It’s funny how years stick in your mind in relation to music, life and everything else. 1989 for some reason is that year for me as I discovered listening to that Texas album.
1988 and 1989 saw me living in the south, this is the one and only time in my life I have done this, funnily enough I felt more lost and confused in the south of England than I ever have since moving 6000 miles to the Pacific Northwest. There may be all sorts of reasons for this mostly to do with mine and other peoples biases. Or maybe I just feel safer in the north west of any country I inhabit.
For two years I was away from my hometown. I had to travel by train to get there and back when I had time off or needed a bit of sanity in my life, or insanity at times. Of course this ended for awhile when I met the woman who would become my wife and then the four/five hour journey became less important or frequent. Until she went north and I had to commute in a way all over again.
All this travel required me to buy a walkman cassette player, and then start buying cassettes. This was an alien experience and I have to admit it was not a medium I enjoyed. I went pretty quickly from records to CD’s with little stopping in between apart from the recorded mix tapes and cassettes my friends gave me. This was difficult for me as I was forced into buying albums in a format that was not particularly enjoyable for me to listen to. It also involved folding the inserts the right way to fit into the container, making sure the cassette was rewound so I didn’t have to start in the middle or rewind before listening and the countless batteries.
The outcome of all this was I decided to only buy those albums that were newly released and were essential to me at the time.
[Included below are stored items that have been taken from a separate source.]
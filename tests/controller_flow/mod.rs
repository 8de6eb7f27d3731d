mod editing;
mod simulation;
mod symbol_entry;

use plc_ladder_sim::{AppController, AppIntent, AppState};

/// State mit geladenem Beispielprogramm.
pub fn sample_state(controller: &mut AppController) -> AppState {
    let mut state = AppState::new();
    controller
        .handle_intent(&mut state, AppIntent::SampleProgramRequested)
        .expect("Beispielprogramm laden");
    state
}

/// Führt einen Intent aus, der gelingen muss.
pub fn run(controller: &mut AppController, state: &mut AppState, intent: AppIntent) {
    let label = format!("{intent:?}");
    controller
        .handle_intent(state, intent)
        .unwrap_or_else(|e| panic!("{label} fehlgeschlagen: {e}"));
}
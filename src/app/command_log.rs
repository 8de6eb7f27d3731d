//! Command-Log: protokolliert ausgeführte Commands in Reihenfolge.

use super::AppCommand;

/// Speichert ausgeführte Commands in Reihenfolge.
#[derive(Default)]
pub struct CommandLog {
    entries: Vec<AppCommand>,
}

impl CommandLog {
    const MAX_ENTRIES: usize = 1000;
}

impl CommandLog {
    /// Erstellt ein leeres Command-Log.
    pub fn new() -> Self {
        Self {
            entries: Vec::new(),
        }
    }

    /// Fügt einen ausgeführten Command hinzu.
    /// Begrenzt auf MAX_ENTRIES, ältere Einträge werden verworfen.
    pub fn record(&mut self, command: &AppCommand) {
        // Free-Run-Ticks nicht protokollieren
        if matches!(command, AppCommand::AdvanceFreeRun { .. }) {
            return;
        }
        if self.entries.len() >= Self::MAX_ENTRIES {
            self.entries.drain(..Self::MAX_ENTRIES / 2);
        }
        self.entries.push(command.clone());
    }

    /// Gibt die Anzahl der geloggten Commands zurück.
    pub fn len(&self) -> usize {
        self.entries.len()
    }

    /// Gibt `true` zurück, wenn keine Commands vorhanden sind.
    pub fn is_empty(&self) -> bool {
        self.entries.is_empty()
    }

    /// Liefert eine read-only Sicht auf alle Einträge.
    pub fn entries(&self) -> &[AppCommand] {
        &self.entries
    }
}
//! Geordnete Schema-Migrationen auf dem rohen JSON.
//!
//! - 1 → 2: Elementfeld `type` heißt `kind`
//! - 2 → 3: Strompfade tragen `width` und `branches`, Projekt trägt `symbol_entry`

use super::{PersistError, CURRENT_VERSION};
use crate::core::DEFAULT_RUNG_WIDTH;
use serde_json::{json, Map, Value};

type Step = fn(&mut Map<String, Value>) -> Result<(), String>;

/// Migrationsschritte, Index 0 migriert von Version 1 nach 2.
const STEPS: [Step; 2] = [v1_to_v2, v2_to_v3];

/// Hebt ein Projekt-JSON auf [`CURRENT_VERSION`].
pub fn migrate(mut raw: Value) -> Result<Value, PersistError> {
    let root = raw.as_object_mut().ok_or(PersistError::MissingVersion)?;
    let version = root
        .get("version")
        .and_then(Value::as_u64)
        .ok_or(PersistError::MissingVersion)?;
    if version == 0 || version > CURRENT_VERSION {
        return Err(PersistError::UnsupportedVersion {
            found: version,
            current: CURRENT_VERSION,
        });
    }

    for from in version..CURRENT_VERSION {
        let step = STEPS[(from - 1) as usize];
        step(root).map_err(|reason| PersistError::Migration { from, reason })?;
        root.insert("version".into(), json!(from + 1));
        log::info!("Projekt migriert: Version {} → {}", from, from + 1);
    }
    Ok(raw)
}

/// Wendet `f` auf jedes Element im Hauptpfad jedes Strompfads an.
fn for_each_element(
    root: &mut Map<String, Value>,
    mut f: impl FnMut(&mut Map<String, Value>),
) -> Result<(), String> {
    let rungs = root
        .get_mut("program")
        .and_then(|p| p.get_mut("rungs"))
        .and_then(Value::as_array_mut)
        .ok_or("program.rungs missing")?;
    for rung in rungs {
        let Some(elements) = rung.get_mut("elements").and_then(Value::as_array_mut) else {
            continue;
        };
        for element in elements {
            let element = element.as_object_mut().ok_or("element is not an object")?;
            f(element);
        }
    }
    Ok(())
}

fn v1_to_v2(root: &mut Map<String, Value>) -> Result<(), String> {
    // Vor Version 3 gab es keine Verzweigungen
    for_each_element(root, |element| {
        if let Some(kind) = element.remove("type") {
            element.insert("kind".into(), kind);
        }
    })
}

fn v2_to_v3(root: &mut Map<String, Value>) -> Result<(), String> {
    let rungs = root
        .get_mut("program")
        .and_then(|p| p.get_mut("rungs"))
        .and_then(Value::as_array_mut)
        .ok_or("program.rungs missing")?;
    for rung in rungs {
        let rung = rung.as_object_mut().ok_or("rung is not an object")?;
        rung.entry("width").or_insert(json!(DEFAULT_RUNG_WIDTH));
        rung.entry("branches").or_insert(json!([]));
    }
    root.entry("symbol_entry").or_insert(json!({
        "instruction": "contact",
        "enter_symbol_continuously": false,
        "enter_device_comment_continuously": false,
    }));
    Ok(())
}

#[cfg(test)]
mod tests {
    use super::*;

    #[test]
    fn test_v1_renames_type_and_adds_defaults() {
        let raw = json!({
            "version": 1,
            "program": {
                "variables": [],
                "rungs": [{ "id": 1, "elements": [{ "id": 1, "type": "NormallyOpen" }] }]
            }
        });

        let migrated = migrate(raw).expect("Migration");

        assert_eq!(migrated["version"], json!(CURRENT_VERSION));
        let rung = &migrated["program"]["rungs"][0];
        assert_eq!(rung["elements"][0]["kind"], json!("NormallyOpen"));
        assert!(rung["elements"][0].get("type").is_none());
        assert_eq!(rung["width"], json!(DEFAULT_RUNG_WIDTH));
        assert_eq!(rung["branches"], json!([]));
        assert_eq!(migrated["symbol_entry"]["instruction"], json!("contact"));
    }

    #[test]
    fn test_current_version_is_untouched() {
        let raw = json!({ "version": CURRENT_VERSION, "program": { "rungs": [] } });
        assert_eq!(migrate(raw.clone()).expect("Migration"), raw);
    }

    #[test]
    fn test_missing_and_future_versions_fail() {
        assert!(matches!(
            migrate(json!({ "program": {} })),
            Err(PersistError::MissingVersion)
        ));
        assert!(matches!(
            migrate(json!([1, 2, 3])),
            Err(PersistError::MissingVersion)
        ));
        assert!(matches!(
            migrate(json!({ "version": 99 })),
            Err(PersistError::UnsupportedVersion { found: 99, .. })
        ));
    }

    #[test]
    fn test_missing_rungs_reports_migration_error() {
        assert!(matches!(
            migrate(json!({ "version": 2, "program": {} })),
            Err(PersistError::Migration { from: 2, .. })
        ));
    }
}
Of course being particularly snobbish I also tried to keep this to a minimum as it would eat into the record buying and I was already paying a fortune in train fare. As soon as I stopped that silly every other weekend commute I stopped buying cassettes which meant for about a year every other Friday on the to Liverpool and on the way back to the south I only listened to these albums. I think I may know every line and note of these records . This also means that if I listen to them I am immediately transported back to 1989. Aural time travel at it’s oddest.
Anyway in the particularly blurry picture to the left are the sounds of 1989 train journeys as I put my head down and navigated the tube and London without making eye contact with another human being as this may have initiated a conversation that I was not ready to have. It seems ridiculous that I survived countless journeys with only these five records to keep me company. These are also the only five records I have owned in three formats.